Dataset records:
______
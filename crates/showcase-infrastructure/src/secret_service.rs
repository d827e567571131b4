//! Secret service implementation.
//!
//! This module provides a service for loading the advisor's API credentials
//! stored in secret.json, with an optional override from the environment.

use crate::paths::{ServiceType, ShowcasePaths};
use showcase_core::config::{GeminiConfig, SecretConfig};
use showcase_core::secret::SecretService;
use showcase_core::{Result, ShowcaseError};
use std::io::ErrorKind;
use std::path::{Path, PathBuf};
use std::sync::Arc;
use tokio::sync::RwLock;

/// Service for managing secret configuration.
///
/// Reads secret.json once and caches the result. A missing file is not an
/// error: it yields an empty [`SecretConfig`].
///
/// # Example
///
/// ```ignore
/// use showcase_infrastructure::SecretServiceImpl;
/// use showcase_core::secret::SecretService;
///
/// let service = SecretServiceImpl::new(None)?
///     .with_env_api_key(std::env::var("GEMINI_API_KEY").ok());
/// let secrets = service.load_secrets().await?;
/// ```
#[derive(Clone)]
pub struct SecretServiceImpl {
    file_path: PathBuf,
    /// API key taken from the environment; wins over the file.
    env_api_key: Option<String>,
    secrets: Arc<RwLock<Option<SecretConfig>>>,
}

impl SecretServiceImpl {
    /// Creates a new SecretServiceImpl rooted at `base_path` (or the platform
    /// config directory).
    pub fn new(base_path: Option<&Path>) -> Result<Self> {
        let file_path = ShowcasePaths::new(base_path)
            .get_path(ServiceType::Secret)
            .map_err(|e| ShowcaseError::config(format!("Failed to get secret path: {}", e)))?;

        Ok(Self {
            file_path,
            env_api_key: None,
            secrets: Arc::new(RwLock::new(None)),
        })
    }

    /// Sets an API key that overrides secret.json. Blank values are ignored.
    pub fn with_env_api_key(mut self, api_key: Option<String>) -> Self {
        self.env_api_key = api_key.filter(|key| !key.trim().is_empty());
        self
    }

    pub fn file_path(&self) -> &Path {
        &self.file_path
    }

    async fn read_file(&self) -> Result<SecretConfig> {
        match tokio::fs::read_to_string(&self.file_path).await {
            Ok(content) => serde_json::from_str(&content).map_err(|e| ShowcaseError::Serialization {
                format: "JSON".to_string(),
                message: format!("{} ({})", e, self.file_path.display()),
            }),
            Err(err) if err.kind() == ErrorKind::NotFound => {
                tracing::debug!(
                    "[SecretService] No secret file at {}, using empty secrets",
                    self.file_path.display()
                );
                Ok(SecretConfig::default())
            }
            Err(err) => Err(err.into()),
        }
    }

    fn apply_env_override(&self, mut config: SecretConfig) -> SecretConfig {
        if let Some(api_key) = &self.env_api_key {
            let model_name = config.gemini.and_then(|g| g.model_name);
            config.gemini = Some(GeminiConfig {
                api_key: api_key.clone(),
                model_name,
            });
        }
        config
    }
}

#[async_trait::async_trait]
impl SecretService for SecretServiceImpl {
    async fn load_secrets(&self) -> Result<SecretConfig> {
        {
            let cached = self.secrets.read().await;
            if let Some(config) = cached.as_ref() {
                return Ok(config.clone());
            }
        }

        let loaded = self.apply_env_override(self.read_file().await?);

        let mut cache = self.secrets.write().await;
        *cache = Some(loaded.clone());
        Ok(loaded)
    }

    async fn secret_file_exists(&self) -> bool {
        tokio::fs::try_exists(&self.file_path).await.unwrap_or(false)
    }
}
______
Which lines hold the word "environment"? Copy each of them from the records.

Your response
//! stored in secret.json, with an optional override from the environment.
    /// API key taken from the environment; wins over the file.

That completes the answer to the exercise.